Counselees stated that once they were aware of their eligibility for genetic testing they perceived an inevitable necessity to make a decision in a context of uncertainties. Some counselees perceived this decision as simple, others as very complex. High emotional involvement increased perceived complexity. We observed six heuristics that counselees used to facilitate their decision: Anticipating the test result; Focusing on consequences; Dealing with information; Interpreting disease risk; Using external guidance; and (Re-)Considering the general uncertainty of life.
Our findings are limited to the context of predictive genetic testing for hereditary cancer syndromes. This qualitative study does not allow extrapolation of the relative frequency of which heuristics occur.
The use of heuristics is an inherent part of decision-making, particularly in the complex context of genetic testing for inherited cancer predisposition. However, some heuristics increase the risk of misinterpretation or exaggerated external influences. This may negatively impact informed decision-making. Thus, this study illustrates the importance of genetic counselors and medical professionals being aware of these heuristics and the individual manner in which they might be applied in the context of genetic testing decision-making. Findings may offer practical support to achieve this, as they inductively focus on the counselees' perspective.

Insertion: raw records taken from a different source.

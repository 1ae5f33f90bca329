//! Renderer

use crate::*;
use std::thread;
use volvis_core::camera::*;
use volvis_core::color::*;
use volvis_core::config::RenderConfig;
use volvis_core::film::*;
use volvis_core::geometry::*;
use volvis_core::parallel::ParallelOptions;
use volvis_core::scene::Scene;
use volvis_core::volume::*;

/// Renders a volume into a `FrameBuffer` one ray per pixel, splitting the
/// image into tiles processed by a pool of worker threads.
pub struct Renderer {
    /// The scalar field.
    volume: ArcVolume,

    /// The gradient field.
    gradient_volume: ArcGradientVolume,

    /// The camera.
    camera: ArcCamera,

    /// The render configuration.
    config: RenderConfig,

    /// Worker pool settings.
    parallel_options: ParallelOptions,

    /// The output image.
    frame_buffer: FrameBuffer,
}

impl Renderer {
    /// Create a new `Renderer` with a cleared frame buffer.
    ///
    /// * `volume`          - The scalar field.
    /// * `gradient_volume` - The gradient field.
    /// * `camera`          - The camera.
    /// * `config`          - Initial render configuration.
    pub fn new(
        volume: ArcVolume,
        gradient_volume: ArcGradientVolume,
        camera: ArcCamera,
        config: RenderConfig,
    ) -> Self {
        report_problems(&config);
        Self {
            volume,
            gradient_volume,
            camera,
            frame_buffer: FrameBuffer::new(config.render_resolution),
            config,
            parallel_options: ParallelOptions::default(),
        }
    }

    /// Replaces the render configuration. A new resolution reallocates the
    /// frame buffer and clears it.
    ///
    /// * `config` - The new configuration.
    pub fn set_config(&mut self, config: RenderConfig) {
        report_problems(&config);
        if config.render_resolution != self.config.render_resolution {
            info!(
                "Resizing frame buffer {} -> {}",
                self.config.render_resolution, config.render_resolution
            );
            self.frame_buffer.resize(config.render_resolution);
        }
        self.config = config;
    }

    /// Returns the render configuration.
    pub fn config(&self) -> &RenderConfig {
        &self.config
    }

    /// Replaces the camera for subsequent render passes.
    ///
    /// * `camera` - The camera.
    pub fn set_camera(&mut self, camera: ArcCamera) {
        self.camera = camera;
    }

    /// Replaces the worker pool settings.
    ///
    /// * `parallel_options` - The worker pool settings.
    pub fn set_parallel_options(&mut self, parallel_options: ParallelOptions) {
        self.parallel_options = parallel_options;
    }

    /// Returns the frame buffer.
    pub fn frame(&self) -> &FrameBuffer {
        &self.frame_buffer
    }

    /// Returns a read-only view of the pixels in row-major order.
    pub fn frame_buffer(&self) -> &[RGBAColor] {
        self.frame_buffer.pixels()
    }

    /// Renders a full frame. Returns once every tile has been written.
    pub fn render(&mut self) {
        let Self {
            volume,
            gradient_volume,
            camera,
            config,
            parallel_options,
            frame_buffer,
        } = self;

        frame_buffer.clear();

        let scene = Scene::new(
            volume.as_ref(),
            gradient_volume.as_ref(),
            camera.as_ref(),
            config,
        );
        let integrator = Integrator::from(config.render_mode);

        // Compute number of tiles to use for the image.
        let resolution = frame_buffer.resolution();
        let tile_size = parallel_options.tile_size.max(1);
        let n_tiles = Point2::new(
            resolution.x.div_ceil(tile_size),
            resolution.y.div_ceil(tile_size),
        );
        let tile_count = n_tiles.x * n_tiles.y;
        let n_threads = parallel_options.n_threads.max(1);

        info!(
            "Rendering {}x{} tiles of {} pixels with {} threads in {} mode",
            n_tiles.x, n_tiles.y, tile_size, n_threads, config.render_mode
        );

        let scene = &scene;
        let integrator = &integrator;
        let pixel_bounds = frame_buffer.pixel_bounds();

        thread::scope(|scope| {
            let (tx_collector, rx_collector) = crossbeam_channel::bounded::<FrameTile>(n_threads);
            let (tx_worker, rx_worker) = crossbeam_channel::bounded::<usize>(n_threads);

            // Spawn collector thread.
            let frame_buffer = &mut *frame_buffer;
            scope.spawn(move || {
                for tile in rx_collector.iter() {
                    frame_buffer.merge_frame_tile(&tile);
                }
            });

            // Spawn worker threads.
            for _ in 0..n_threads {
                let rx_worker = rx_worker.clone();
                let tx_collector = tx_collector.clone();
                scope.spawn(move || {
                    for tile_idx in rx_worker.iter() {
                        let tile_x = tile_idx % n_tiles.x;
                        let tile_y = tile_idx / n_tiles.x;
                        let tile_bounds =
                            get_tile_bounds(tile_x, tile_y, tile_size, &pixel_bounds);

                        debug!("Starting image tile {}", tile_bounds);
                        let tile = render_tile(tile_bounds, resolution, scene, integrator);
                        debug!("Finished image tile {}", tile_bounds);

                        if tx_collector.send(tile).is_err() {
                            error!("Frame buffer collector stopped early");
                            break;
                        }
                    }
                });
            }
            drop(rx_worker); // Drop extra since we've cloned one for each worker.
            drop(tx_collector);

            // Send work.
            for tile_idx in 0..tile_count {
                if tx_worker.send(tile_idx).is_err() {
                    error!("All render workers stopped early");
                    break;
                }
            }
        });
    }
}

/// Logs degenerate configuration settings.
///
/// * `config` - The render configuration.
fn report_problems(config: &RenderConfig) {
    for problem in config.validate() {
        warn!("{problem}");
    }
}

/// Returns the pixel bounds of a tile clipped to the image.
///
/// * `tile_x`       - Tile column.
/// * `tile_y`       - Tile row.
/// * `tile_size`    - Tile edge length in pixels.
/// * `pixel_bounds` - Image bounds.
fn get_tile_bounds(
    tile_x: usize,
    tile_y: usize,
    tile_size: usize,
    pixel_bounds: &Bounds2u,
) -> Bounds2u {
    let x0 = pixel_bounds.p_min.x + tile_x * tile_size;
    let x1 = x0.saturating_add(tile_size);
    let y0 = pixel_bounds.p_min.y + tile_y * tile_size;
    let y1 = y0.saturating_add(tile_size);
    Bounds2::new(Point2::new(x0, y0), Point2::new(x1, y1)).intersect(pixel_bounds)
}

/// Renders the pixels of one tile.
///
/// * `tile_bounds` - Pixels covered by the tile.
/// * `resolution`  - Image resolution.
/// * `scene`       - The scene.
/// * `integrator`  - The integrator for the current render mode.
fn render_tile(
    tile_bounds: Bounds2u,
    resolution: Point2<usize>,
    scene: &Scene,
    integrator: &Integrator,
) -> FrameTile {
    let mut tile = FrameTile::new(tile_bounds);
    for p_pixel in tile_bounds {
        if let Some(color) = render_pixel(&p_pixel, resolution, scene, integrator) {
            tile.set_pixel(&p_pixel, color);
        }
    }
    tile
}

/// Returns the color of a pixel or `None` if its ray misses the volume.
///
/// * `p_pixel`    - Pixel coordinates.
/// * `resolution` - Image resolution.
/// * `scene`      - The scene.
/// * `integrator` - The integrator for the current render mode.
fn render_pixel(
    p_pixel: &Point2<usize>,
    resolution: Point2<usize>,
    scene: &Scene,
    integrator: &Integrator,
) -> Option<RGBAColor> {
    // Map the pixel center to [-1, 1]².
    let p_film = (Point2f::from(*p_pixel) + Point2f::new(0.5, 0.5)) / Point2f::from(resolution);
    let p_ndc = p_film * 2.0 - Point2f::new(1.0, 1.0);

    let mut ray = scene.camera().generate_ray(&p_ndc);
    if !ray.clip(&scene.bounds) {
        return None;
    }

    let color = integrator.li(&ray, scene);
    if color.has_nans() {
        error!("Not-a-number color returned for pixel {}; ray {}", p_pixel, ray);
        return None;
    }
    Some(color)
}

// ----------------------------------------------------------------------------
// Tests
// ----------------------------------------------------------------------------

遗传性癌症综合征预测性基因检测的决策具有内在的复杂性。本研究旨在调查瑞士接受基因咨询的成年人经历了哪些复杂性,他们如何应对这些复杂性,以及他们在决策过程中使用了哪些启发式方法。
对 18 名瑞士成年人进行了半结构化定性访谈,这些成年人正在接受遗传性癌症综合征基因检测的基因咨询,另外还对 2 名咨询医生进行了访谈,并使用扎根理论方法进行了分析。

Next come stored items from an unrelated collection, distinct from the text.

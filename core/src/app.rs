//! Application related stuff

use crate::config::{RenderConfig, RenderMode};
use crate::geometry::Point2;
use crate::parallel::ParallelOptions;
use crate::pbrt::Float;
use clap::{Parser, ValueEnum};
use indicatif::{ProgressBar, ProgressStyle};
use std::fmt;

/// Synthetic volumes that can be rendered without a data file.
#[derive(Copy, Clone, Debug, Default, PartialEq, Eq, ValueEnum)]
pub enum SyntheticKind {
    /// Constant density.
    Uniform,

    /// A ball of high density centered in the grid.
    #[default]
    Sphere,

    /// Density increasing along the x-axis.
    Ramp,

    /// A single dense voxel in the middle of an empty grid.
    Voxel,
}

impl fmt::Display for SyntheticKind {
    /// Formats the value using the given formatter.
    ///
    /// * `f` - Formatter.
    fn fmt(&self, f: &mut fmt::Formatter<'_>) -> fmt::Result {
        let name = match self {
            Self::Uniform => "uniform",
            Self::Sphere => "sphere",
            Self::Ramp => "ramp",
            Self::Voxel => "voxel",
        };
        write!(f, "{name}")
    }
}

/// System wide options.
#[derive(Parser, Clone, Debug)]
#[clap(author, version, about, long_about = None)]
pub struct Options {
    /// Number of threads to use for rendering.
    #[clap(
        long = "nthreads",
        short = 't',
        value_name = "NUM",
        help = "Use specified number of threads for rendering. Defaults to all logical CPUs."
    )]
    n_threads: Option<usize>,

    /// Tile size.
    #[clap(
        long = "tilesize",
        short = 'p',
        value_name = "NUM",
        default_value_t = crate::parallel::DEFAULT_TILE_SIZE,
        help = "Size in pixels of square tiles rendered per thread."
    )]
    pub tile_size: usize,

    /// Suppress all text output other than error messages.
    #[clap(long, help = "Suppress all text output other than error messages.")]
    pub quiet: bool,

    /// Image width.
    #[clap(long, value_name = "NUM", default_value_t = 512, help = "Image width in pixels.")]
    pub width: usize,

    /// Image height.
    #[clap(long, value_name = "NUM", default_value_t = 512, help = "Image height in pixels.")]
    pub height: usize,

    /// Rendering mode.
    #[clap(
        long,
        short = 'm',
        value_enum,
        default_value_t = RenderMode::Slice,
        help = "Rendering mode."
    )]
    pub mode: RenderMode,

    /// Iso value for surface rendering.
    #[clap(
        long = "iso",
        value_name = "FLOAT",
        default_value_t = 95.0,
        help = "Iso value for iso surface rendering."
    )]
    pub iso_value: Float,

    /// Enable shading.
    #[clap(long, help = "Enable shading in iso surface and compositing modes.")]
    pub shading: bool,

    /// Use tone based shading instead of Phong.
    #[clap(long, help = "Use tone based shading instead of Phong in iso surface mode.")]
    pub tone: bool,

    /// Orbit angle step per frame.
    #[clap(
        long,
        value_name = "DEGREES",
        default_value_t = 0.0,
        help = "Rotate the camera around the volume by this angle after each frame."
    )]
    pub orbit: Float,

    /// Number of frames to render.
    #[clap(long, value_name = "NUM", default_value_t = 1, help = "Number of frames to render.")]
    pub frames: usize,

    /// Synthetic volume used when no file is given.
    #[clap(
        long,
        value_enum,
        default_value_t = SyntheticKind::Sphere,
        help = "Synthetic volume to render when no input file is given."
    )]
    pub synthetic: SyntheticKind,

    /// Edge length of synthetic volumes.
    #[clap(
        long,
        value_name = "NUM",
        default_value_t = 64,
        help = "Edge length in voxels of synthetic volumes."
    )]
    pub size: usize,

    /// Path to an AVS field file.
    #[clap(value_name = "FILE", help = "AVS field (.fld) volume file.")]
    pub path: Option<String>,
}

impl Options {
    /// Returns the number of threads to use.
    pub fn threads(&self) -> usize {
        self.parallel_options().n_threads
    }

    /// Returns the validated parallel rendering options.
    pub fn parallel_options(&self) -> ParallelOptions {
        match self.n_threads {
            Some(n) => ParallelOptions::new(n, self.tile_size),
            None => ParallelOptions::new(num_cpus::get(), self.tile_size),
        }
    }

    /// Returns the render settings selected on the command line. Transfer
    /// functions keep their defaults.
    pub fn render_config(&self) -> RenderConfig {
        RenderConfig {
            render_resolution: Point2::new(self.width, self.height),
            render_mode: self.mode,
            iso_value: self.iso_value,
            volume_shading: self.shading,
            tone_based_shading: self.tone,
            ..Default::default()
        }
    }
}

/// Returns a progress bar for `len` steps.
///
/// * `len` - Total number of steps.
pub fn create_progress_bar(len: u64) -> ProgressBar {
    let progress = ProgressBar::new(len);
    let template = "{msg} [{elapsed_precise}] [{wide_bar}] {pos}/{len} ({eta})";
    match ProgressStyle::with_template(template) {
        Ok(style) => progress.with_style(style.progress_chars("=> ")),
        Err(e) => {
            warn!("Invalid progress bar template: {e}");
            progress
        }
    }
}

// ----------------------------------------------------------------------------
// Tests
// ----------------------------------------------------------------------------

#[cfg(test)]
mod tests {
    use super::*;

    #[test]
    fn parses_render_options() {
        let options = Options::try_parse_from([
            "volvis", "--mode", "iso", "--iso", "40", "--shading", "--width", "64", "--height",
            "32", "-t", "1", "vol.fld",
        ])
        .unwrap();
        assert_eq!(options.mode, RenderMode::Iso);
        assert_eq!(options.iso_value, 40.0);
        assert!(options.shading);
        assert!(!options.tone);
        assert_eq!((options.width, options.height), (64, 32));
        assert_eq!(options.threads(), 1);
        assert_eq!(options.path.as_deref(), Some("vol.fld"));

        let config = options.render_config();
        assert_eq!(config.render_resolution, Point2::new(64, 32));
        assert_eq!(config.render_mode, RenderMode::Iso);
        assert_eq!(config.iso_value, 40.0);
        assert!(config.volume_shading);
    }

    #[test]
    fn defaults_render_synthetic_sphere() {
        let options = Options::try_parse_from(["volvis"]).unwrap();
        assert_eq!(options.mode, RenderMode::Slice);
        assert_eq!(options.synthetic, SyntheticKind::Sphere);
        assert_eq!(options.frames, 1);
        assert!(options.path.is_none());
        assert_eq!(options.parallel_options().tile_size, 16);
    }

    #[test]
    fn invalid_mode_is_rejected() {
        assert!(Options::try_parse_from(["volvis", "--mode", "raytrace"]).is_err());
    }
}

被咨询者表示,一旦他们意识到自己有资格进行基因检测,他们就会在不确定的情况下,不可避免地需要做出决定。一些被咨询者认为这个决定很简单,而另一些则认为非常复杂。高情感投入增加了感知的复杂性。我们观察到被咨询者使用了六种启发式方法来帮助他们做出决策:预测测试结果;关注后果;处理信息;解释疾病风险;利用外部指导;以及(重新)考虑生活的普遍不确定性。
我们的研究结果仅限于遗传性癌症综合征预测性基因检测的背景。这项定性研究不允许推断启发式方法出现的相对频率。
启发式方法是决策的固有组成部分,特别是在遗传性癌症易感性基因检测的复杂背景下。然而,一些启发式方法增加了误解或夸大外部影响的风险。这可能会对知情决策产生负面影响。因此,本研究说明了遗传咨询师和医疗专业人员意识到这些启发式方法以及它们在基因检测决策中的个人应用方式的重要性。研究结果可能会为实现这一目标提供实际支持,因为它们从被咨询者的角度出发进行了归纳。